#### ASSIGNED TASK
How do the lines below between the ones holding "pub struct CurrentTimeRequest" and "Ok(ToolOutput::new(Value::Object(data))", inclusive, read? Give them again exactly, with no other lines.

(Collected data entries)
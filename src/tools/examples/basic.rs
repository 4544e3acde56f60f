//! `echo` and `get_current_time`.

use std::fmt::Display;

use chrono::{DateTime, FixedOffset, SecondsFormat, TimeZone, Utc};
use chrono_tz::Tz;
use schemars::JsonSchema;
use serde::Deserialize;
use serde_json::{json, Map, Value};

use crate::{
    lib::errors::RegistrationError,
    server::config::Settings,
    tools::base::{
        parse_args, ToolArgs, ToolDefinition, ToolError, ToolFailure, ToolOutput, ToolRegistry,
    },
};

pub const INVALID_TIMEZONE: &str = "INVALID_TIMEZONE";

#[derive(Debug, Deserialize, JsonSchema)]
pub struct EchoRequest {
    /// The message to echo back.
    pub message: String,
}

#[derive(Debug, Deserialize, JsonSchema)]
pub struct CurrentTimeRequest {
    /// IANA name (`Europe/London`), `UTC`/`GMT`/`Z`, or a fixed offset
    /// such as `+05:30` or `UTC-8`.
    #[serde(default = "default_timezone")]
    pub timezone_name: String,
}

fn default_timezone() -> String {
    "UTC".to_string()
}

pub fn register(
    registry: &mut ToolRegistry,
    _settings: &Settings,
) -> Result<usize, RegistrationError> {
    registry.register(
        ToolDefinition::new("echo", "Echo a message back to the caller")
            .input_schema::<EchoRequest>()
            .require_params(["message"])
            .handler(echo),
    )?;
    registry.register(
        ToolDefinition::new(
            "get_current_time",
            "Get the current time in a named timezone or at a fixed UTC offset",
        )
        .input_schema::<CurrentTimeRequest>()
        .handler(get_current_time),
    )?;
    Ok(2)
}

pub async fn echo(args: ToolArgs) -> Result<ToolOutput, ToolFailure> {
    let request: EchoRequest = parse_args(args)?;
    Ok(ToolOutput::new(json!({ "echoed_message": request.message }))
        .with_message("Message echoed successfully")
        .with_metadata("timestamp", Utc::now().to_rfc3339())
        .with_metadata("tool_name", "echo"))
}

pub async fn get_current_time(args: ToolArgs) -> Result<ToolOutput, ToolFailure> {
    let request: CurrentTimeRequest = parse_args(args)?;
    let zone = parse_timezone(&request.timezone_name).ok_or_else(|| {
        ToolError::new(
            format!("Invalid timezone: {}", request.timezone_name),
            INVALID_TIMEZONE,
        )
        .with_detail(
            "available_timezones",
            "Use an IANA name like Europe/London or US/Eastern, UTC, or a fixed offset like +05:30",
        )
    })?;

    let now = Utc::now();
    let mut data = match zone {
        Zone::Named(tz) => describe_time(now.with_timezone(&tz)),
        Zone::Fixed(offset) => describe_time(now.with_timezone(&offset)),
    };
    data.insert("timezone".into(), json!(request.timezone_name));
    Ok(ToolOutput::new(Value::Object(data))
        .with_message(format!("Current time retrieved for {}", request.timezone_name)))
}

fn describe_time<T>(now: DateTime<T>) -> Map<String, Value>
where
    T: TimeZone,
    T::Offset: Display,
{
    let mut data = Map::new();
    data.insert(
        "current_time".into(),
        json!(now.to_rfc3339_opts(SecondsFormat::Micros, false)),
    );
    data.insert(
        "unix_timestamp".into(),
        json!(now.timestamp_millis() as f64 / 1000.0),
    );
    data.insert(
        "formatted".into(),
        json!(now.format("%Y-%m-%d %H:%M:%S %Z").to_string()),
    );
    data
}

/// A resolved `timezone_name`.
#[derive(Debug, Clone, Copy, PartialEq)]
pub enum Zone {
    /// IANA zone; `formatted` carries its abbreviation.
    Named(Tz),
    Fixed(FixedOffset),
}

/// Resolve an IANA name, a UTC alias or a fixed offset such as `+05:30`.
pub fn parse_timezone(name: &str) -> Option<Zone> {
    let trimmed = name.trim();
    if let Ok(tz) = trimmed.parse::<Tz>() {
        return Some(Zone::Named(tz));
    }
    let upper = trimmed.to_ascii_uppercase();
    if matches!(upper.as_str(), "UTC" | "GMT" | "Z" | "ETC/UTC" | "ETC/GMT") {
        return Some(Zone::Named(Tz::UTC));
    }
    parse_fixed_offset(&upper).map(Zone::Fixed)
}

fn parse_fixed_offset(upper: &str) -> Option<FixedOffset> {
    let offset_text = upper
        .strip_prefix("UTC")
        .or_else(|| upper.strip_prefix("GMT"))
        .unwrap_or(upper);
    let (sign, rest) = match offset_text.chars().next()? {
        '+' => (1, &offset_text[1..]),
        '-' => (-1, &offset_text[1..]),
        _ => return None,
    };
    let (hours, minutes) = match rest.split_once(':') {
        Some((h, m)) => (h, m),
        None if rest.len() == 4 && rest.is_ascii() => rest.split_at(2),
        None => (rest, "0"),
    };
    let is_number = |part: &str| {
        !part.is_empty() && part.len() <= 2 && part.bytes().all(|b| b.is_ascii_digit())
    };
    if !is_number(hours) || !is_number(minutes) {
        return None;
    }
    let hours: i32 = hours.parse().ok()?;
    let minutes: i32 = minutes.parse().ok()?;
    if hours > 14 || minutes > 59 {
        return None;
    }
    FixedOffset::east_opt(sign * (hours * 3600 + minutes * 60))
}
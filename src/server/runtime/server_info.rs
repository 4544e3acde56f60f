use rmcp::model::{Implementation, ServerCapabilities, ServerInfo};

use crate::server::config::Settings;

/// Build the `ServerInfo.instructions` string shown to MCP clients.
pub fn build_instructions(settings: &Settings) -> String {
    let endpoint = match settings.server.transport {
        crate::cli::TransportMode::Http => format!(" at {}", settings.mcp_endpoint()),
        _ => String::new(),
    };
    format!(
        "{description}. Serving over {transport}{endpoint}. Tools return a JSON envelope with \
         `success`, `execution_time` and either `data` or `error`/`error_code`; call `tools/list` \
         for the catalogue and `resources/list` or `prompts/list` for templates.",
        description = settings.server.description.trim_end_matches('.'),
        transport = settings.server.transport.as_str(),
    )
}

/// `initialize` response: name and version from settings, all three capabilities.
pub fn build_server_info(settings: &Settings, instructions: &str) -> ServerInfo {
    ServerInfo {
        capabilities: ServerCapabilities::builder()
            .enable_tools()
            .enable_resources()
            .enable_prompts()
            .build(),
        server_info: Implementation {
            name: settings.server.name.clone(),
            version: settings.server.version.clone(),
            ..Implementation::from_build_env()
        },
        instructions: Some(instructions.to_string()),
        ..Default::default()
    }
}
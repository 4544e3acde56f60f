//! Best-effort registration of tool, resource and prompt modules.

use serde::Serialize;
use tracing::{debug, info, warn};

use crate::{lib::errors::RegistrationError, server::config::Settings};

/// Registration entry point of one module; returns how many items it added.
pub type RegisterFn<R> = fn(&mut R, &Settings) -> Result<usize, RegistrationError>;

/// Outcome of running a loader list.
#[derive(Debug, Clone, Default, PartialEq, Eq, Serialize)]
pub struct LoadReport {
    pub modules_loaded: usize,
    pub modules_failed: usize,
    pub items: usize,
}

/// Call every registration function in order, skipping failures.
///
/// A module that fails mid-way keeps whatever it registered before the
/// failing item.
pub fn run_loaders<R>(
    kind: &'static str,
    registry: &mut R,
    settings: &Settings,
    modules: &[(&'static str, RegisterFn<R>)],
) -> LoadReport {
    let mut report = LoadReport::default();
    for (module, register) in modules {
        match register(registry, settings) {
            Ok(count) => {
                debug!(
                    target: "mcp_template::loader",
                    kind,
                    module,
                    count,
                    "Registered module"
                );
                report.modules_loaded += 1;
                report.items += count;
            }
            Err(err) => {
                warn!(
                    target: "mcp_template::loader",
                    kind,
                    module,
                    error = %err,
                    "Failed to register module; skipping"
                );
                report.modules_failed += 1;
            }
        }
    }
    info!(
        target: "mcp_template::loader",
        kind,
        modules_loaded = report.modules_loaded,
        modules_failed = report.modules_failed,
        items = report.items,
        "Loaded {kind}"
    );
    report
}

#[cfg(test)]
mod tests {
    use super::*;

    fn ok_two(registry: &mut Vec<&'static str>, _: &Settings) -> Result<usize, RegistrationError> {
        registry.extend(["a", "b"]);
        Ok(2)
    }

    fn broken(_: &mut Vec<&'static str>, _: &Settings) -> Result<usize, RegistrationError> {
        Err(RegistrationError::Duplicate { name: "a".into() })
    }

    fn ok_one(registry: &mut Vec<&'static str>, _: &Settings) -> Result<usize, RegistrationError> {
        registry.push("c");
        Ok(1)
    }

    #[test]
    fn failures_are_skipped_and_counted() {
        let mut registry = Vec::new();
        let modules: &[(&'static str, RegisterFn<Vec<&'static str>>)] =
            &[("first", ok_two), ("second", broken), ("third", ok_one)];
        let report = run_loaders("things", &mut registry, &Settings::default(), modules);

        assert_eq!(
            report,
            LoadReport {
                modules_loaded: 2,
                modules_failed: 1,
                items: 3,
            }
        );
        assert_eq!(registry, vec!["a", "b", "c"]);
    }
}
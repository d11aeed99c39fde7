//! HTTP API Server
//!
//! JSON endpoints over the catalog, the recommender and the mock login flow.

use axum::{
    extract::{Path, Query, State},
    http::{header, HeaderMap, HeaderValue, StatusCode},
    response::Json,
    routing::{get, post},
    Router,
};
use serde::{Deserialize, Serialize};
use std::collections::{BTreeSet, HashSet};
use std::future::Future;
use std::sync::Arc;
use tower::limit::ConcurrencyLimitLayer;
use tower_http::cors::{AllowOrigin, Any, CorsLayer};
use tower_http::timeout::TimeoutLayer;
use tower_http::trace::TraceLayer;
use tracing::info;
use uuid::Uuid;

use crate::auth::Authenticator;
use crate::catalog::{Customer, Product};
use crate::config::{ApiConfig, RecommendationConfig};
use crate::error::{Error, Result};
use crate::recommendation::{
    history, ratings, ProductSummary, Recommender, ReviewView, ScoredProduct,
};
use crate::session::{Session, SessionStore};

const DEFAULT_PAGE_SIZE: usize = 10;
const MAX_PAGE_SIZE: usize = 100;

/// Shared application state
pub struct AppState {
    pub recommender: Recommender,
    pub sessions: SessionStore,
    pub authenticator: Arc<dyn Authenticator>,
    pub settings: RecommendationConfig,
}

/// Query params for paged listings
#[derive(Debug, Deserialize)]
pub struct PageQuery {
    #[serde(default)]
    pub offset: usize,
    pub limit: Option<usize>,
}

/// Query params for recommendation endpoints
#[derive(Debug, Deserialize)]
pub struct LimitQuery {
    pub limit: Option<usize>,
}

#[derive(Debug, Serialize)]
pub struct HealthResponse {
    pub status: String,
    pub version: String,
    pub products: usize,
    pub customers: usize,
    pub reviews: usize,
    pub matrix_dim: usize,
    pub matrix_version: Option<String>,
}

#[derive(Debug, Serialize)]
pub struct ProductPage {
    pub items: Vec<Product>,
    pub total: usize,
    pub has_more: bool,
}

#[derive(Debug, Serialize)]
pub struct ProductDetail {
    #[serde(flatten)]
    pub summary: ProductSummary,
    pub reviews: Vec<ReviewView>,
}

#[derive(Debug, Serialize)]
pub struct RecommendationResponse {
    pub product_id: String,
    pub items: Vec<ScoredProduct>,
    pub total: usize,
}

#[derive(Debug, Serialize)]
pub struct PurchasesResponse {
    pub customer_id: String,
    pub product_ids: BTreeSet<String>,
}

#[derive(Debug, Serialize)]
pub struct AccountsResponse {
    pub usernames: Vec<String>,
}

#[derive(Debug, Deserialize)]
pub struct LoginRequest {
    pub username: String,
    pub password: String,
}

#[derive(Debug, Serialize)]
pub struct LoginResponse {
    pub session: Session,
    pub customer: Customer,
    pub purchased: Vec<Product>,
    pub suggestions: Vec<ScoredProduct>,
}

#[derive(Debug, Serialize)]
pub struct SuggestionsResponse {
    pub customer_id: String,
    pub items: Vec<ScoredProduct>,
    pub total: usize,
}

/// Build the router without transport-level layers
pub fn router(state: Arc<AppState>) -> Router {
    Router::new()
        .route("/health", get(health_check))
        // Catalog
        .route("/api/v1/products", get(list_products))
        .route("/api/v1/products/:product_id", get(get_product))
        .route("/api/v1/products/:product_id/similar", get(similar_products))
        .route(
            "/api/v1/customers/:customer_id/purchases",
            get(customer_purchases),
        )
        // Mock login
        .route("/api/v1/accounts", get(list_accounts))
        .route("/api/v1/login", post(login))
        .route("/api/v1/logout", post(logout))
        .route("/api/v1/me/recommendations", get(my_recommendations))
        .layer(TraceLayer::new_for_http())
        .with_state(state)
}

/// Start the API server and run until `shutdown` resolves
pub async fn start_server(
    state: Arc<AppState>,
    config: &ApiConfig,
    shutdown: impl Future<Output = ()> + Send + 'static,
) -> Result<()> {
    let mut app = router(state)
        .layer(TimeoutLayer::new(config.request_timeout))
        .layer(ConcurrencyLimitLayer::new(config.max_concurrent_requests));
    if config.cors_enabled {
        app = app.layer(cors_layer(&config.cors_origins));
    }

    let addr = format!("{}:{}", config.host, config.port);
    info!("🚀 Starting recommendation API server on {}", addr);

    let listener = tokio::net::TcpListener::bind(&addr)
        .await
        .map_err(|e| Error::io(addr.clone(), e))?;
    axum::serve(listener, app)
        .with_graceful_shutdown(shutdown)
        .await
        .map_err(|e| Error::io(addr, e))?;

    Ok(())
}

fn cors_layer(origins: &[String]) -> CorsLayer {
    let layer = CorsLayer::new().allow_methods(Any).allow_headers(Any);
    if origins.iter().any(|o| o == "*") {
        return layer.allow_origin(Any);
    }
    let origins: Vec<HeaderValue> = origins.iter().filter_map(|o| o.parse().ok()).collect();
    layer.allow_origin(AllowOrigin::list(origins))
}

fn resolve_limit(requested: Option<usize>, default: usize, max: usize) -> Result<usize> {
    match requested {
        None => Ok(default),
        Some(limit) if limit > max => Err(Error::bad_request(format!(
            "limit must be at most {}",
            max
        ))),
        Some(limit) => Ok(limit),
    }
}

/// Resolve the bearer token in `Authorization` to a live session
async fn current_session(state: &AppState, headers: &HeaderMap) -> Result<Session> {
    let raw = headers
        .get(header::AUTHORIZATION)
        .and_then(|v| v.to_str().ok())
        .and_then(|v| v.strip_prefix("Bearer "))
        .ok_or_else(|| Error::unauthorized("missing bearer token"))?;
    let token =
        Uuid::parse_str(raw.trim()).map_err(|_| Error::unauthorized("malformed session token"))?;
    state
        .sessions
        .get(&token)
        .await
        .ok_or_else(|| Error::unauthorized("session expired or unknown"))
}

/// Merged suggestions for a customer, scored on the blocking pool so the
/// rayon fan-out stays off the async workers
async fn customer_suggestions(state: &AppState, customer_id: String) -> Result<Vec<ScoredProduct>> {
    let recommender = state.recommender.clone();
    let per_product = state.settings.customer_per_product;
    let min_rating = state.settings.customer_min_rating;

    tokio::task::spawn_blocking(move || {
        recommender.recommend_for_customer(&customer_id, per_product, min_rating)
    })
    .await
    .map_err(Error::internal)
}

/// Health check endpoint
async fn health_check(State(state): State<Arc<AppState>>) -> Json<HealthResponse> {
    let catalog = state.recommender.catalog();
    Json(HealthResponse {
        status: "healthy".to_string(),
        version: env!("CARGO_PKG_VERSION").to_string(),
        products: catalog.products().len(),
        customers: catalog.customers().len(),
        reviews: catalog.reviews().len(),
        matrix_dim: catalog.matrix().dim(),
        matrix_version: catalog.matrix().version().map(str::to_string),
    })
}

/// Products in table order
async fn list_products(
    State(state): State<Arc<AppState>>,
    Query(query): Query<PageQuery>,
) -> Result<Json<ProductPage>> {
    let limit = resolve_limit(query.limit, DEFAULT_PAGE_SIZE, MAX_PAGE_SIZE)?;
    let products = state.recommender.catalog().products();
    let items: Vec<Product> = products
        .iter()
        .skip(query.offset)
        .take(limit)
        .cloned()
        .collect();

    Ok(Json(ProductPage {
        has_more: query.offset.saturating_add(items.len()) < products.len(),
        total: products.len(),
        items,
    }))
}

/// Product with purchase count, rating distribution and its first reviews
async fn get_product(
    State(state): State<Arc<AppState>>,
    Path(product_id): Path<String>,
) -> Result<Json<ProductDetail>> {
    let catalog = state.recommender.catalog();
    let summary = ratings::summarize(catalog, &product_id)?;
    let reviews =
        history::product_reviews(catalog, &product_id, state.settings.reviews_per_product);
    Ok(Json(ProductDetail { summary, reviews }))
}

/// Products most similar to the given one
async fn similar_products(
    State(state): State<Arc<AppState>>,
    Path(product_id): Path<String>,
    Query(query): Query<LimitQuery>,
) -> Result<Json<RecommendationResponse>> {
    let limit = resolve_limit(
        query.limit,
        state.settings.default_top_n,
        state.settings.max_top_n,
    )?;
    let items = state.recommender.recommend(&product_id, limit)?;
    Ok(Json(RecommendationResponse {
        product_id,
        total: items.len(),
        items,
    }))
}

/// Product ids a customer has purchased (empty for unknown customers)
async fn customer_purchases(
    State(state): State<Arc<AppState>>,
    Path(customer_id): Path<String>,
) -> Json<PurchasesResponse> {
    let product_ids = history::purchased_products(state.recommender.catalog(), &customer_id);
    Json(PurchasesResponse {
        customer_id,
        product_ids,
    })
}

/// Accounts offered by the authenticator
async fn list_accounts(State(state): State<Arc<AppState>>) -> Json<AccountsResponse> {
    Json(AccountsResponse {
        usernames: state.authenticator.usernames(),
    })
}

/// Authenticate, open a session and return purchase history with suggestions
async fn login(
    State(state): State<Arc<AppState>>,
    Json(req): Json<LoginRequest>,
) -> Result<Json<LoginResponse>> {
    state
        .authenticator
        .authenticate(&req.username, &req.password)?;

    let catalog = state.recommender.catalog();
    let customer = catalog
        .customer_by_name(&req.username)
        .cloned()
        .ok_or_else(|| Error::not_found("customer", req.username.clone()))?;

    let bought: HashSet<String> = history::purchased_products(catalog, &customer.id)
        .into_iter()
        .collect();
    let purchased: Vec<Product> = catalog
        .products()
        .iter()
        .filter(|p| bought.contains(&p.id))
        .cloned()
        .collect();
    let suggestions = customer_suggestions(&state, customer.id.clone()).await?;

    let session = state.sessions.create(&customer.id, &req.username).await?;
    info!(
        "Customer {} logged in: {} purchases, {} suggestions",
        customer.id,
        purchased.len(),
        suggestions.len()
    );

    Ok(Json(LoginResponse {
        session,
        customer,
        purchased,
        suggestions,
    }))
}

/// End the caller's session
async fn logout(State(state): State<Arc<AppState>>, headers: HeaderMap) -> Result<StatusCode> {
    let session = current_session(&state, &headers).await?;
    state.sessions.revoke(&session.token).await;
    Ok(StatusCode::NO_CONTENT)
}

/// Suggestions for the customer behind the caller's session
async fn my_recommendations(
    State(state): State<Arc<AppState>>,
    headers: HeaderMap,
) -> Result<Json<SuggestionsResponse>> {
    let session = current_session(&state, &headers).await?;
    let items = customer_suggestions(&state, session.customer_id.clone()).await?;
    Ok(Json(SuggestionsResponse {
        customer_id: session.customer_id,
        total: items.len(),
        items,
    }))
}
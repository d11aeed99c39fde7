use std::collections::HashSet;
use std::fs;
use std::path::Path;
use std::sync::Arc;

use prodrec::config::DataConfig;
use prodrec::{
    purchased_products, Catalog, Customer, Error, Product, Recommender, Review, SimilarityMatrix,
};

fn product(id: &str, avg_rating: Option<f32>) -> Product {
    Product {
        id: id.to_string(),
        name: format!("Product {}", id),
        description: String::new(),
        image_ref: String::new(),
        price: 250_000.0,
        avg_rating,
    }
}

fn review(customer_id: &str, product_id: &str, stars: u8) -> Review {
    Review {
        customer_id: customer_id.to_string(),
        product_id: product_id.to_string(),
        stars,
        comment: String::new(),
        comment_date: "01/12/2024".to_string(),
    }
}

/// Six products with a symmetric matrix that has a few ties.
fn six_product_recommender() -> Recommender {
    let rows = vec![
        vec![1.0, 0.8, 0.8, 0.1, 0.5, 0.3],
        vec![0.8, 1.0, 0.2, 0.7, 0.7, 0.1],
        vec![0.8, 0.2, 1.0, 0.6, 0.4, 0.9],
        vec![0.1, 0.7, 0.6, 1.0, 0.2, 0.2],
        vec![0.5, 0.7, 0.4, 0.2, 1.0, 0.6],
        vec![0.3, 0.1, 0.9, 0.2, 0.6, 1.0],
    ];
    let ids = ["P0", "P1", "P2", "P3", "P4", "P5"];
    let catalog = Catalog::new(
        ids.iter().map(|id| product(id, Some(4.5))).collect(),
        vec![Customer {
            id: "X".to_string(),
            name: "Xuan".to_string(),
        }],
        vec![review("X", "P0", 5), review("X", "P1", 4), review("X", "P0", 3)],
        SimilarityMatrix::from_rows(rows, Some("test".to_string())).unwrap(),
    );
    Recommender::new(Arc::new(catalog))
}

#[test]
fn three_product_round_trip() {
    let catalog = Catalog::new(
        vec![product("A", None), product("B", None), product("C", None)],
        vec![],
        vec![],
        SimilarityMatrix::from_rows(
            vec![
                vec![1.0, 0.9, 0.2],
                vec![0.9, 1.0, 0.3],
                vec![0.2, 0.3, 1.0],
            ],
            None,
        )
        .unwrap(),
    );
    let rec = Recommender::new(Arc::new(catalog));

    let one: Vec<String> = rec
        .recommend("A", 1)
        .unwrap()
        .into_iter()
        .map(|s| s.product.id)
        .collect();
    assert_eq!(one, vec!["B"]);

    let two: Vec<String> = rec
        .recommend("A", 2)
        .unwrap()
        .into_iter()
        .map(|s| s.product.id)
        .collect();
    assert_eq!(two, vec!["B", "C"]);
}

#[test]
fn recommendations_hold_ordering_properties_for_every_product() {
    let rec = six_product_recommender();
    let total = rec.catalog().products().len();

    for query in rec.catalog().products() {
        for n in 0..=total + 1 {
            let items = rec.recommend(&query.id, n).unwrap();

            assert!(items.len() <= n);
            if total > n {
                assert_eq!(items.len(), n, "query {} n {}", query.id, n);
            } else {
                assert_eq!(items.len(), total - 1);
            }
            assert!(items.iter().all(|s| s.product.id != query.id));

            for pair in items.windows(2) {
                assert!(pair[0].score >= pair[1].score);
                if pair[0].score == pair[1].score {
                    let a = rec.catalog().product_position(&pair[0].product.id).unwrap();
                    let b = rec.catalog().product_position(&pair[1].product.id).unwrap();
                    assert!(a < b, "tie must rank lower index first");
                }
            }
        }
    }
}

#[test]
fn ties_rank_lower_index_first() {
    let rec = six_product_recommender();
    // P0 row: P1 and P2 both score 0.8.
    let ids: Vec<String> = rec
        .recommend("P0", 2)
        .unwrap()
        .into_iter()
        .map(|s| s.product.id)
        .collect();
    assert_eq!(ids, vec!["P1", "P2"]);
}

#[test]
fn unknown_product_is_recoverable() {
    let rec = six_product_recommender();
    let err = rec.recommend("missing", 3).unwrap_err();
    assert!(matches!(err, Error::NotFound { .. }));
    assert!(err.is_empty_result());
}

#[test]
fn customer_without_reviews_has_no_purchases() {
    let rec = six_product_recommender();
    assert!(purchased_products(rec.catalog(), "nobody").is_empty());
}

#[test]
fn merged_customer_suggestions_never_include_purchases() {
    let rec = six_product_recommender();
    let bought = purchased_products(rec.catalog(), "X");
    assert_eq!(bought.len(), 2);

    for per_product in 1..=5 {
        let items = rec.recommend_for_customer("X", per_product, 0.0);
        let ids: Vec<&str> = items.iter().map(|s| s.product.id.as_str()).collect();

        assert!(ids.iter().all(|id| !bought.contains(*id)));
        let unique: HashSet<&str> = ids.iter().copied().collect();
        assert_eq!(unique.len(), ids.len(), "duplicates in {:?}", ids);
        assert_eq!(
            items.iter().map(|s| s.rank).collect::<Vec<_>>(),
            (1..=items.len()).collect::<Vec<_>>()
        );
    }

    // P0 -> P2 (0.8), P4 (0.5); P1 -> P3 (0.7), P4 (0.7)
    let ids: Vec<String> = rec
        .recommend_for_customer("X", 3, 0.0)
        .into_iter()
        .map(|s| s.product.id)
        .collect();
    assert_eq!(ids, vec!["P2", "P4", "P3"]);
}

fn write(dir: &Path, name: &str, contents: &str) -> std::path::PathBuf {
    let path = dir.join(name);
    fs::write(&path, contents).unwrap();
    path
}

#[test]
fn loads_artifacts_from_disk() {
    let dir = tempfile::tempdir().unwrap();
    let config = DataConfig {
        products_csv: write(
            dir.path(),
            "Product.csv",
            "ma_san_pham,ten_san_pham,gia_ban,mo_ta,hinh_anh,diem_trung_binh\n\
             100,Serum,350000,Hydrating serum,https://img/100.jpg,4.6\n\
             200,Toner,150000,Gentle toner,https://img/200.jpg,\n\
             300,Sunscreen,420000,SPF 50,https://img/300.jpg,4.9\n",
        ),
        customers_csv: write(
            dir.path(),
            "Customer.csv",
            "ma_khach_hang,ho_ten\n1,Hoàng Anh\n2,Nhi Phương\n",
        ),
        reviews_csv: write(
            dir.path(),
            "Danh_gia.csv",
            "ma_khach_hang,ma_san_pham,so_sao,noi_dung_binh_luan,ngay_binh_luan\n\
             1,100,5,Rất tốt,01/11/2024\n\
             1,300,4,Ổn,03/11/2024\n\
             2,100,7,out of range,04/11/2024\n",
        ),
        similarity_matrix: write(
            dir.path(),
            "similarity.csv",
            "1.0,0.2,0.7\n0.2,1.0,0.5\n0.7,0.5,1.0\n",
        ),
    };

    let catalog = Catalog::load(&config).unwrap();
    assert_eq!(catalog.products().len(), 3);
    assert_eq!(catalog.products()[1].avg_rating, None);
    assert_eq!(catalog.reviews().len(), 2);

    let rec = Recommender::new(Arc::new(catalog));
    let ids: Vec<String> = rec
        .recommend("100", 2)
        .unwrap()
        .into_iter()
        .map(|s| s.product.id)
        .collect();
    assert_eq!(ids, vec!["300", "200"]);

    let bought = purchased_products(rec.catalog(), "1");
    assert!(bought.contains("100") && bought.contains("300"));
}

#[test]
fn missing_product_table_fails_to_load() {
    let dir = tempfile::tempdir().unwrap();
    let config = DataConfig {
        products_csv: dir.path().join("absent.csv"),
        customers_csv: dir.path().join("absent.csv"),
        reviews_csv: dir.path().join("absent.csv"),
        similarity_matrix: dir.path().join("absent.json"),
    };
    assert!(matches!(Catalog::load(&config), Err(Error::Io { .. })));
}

#### TASK ANSWER
pub struct CurrentTimeRequest {
    /// IANA name (`Europe/London`), `UTC`/`GMT`/`Z`, or a fixed offset
    /// such as `+05:30` or `UTC-8`.
    #[serde(default = "default_timezone")]
    pub timezone_name: String,
}

fn default_timezone() -> String {
    "UTC".to_string()
}

pub fn register(
    registry: &mut ToolRegistry,
    _settings: &Settings,
) -> Result<usize, RegistrationError> {
    registry.register(
        ToolDefinition::new("echo", "Echo a message back to the caller")
            .input_schema::<EchoRequest>()
            .require_params(["message"])
            .handler(echo),
    )?;
    registry.register(
        ToolDefinition::new(
            "get_current_time",
            "Get the current time in a named timezone or at a fixed UTC offset",
        )
        .input_schema::<CurrentTimeRequest>()
        .handler(get_current_time),
    )?;
    Ok(2)
}

pub async fn echo(args: ToolArgs) -> Result<ToolOutput, ToolFailure> {
    let request: EchoRequest = parse_args(args)?;
    Ok(ToolOutput::new(json!({ "echoed_message": request.message }))
        .with_message("Message echoed successfully")
        .with_metadata("timestamp", Utc::now().to_rfc3339())
        .with_metadata("tool_name", "echo"))
}

pub async fn get_current_time(args: ToolArgs) -> Result<ToolOutput, ToolFailure> {
    let request: CurrentTimeRequest = parse_args(args)?;
    let zone = parse_timezone(&request.timezone_name).ok_or_else(|| {
        ToolError::new(
            format!("Invalid timezone: {}", request.timezone_name),
            INVALID_TIMEZONE,
        )
        .with_detail(
            "available_timezones",
            "Use an IANA name like Europe/London or US/Eastern, UTC, or a fixed offset like +05:30",
        )
    })?;

    let now = Utc::now();
    let mut data = match zone {
        Zone::Named(tz) => describe_time(now.with_timezone(&tz)),
        Zone::Fixed(offset) => describe_time(now.with_timezone(&offset)),
    };
    data.insert("timezone".into(), json!(request.timezone_name));
    Ok(ToolOutput::new(Value::Object(data))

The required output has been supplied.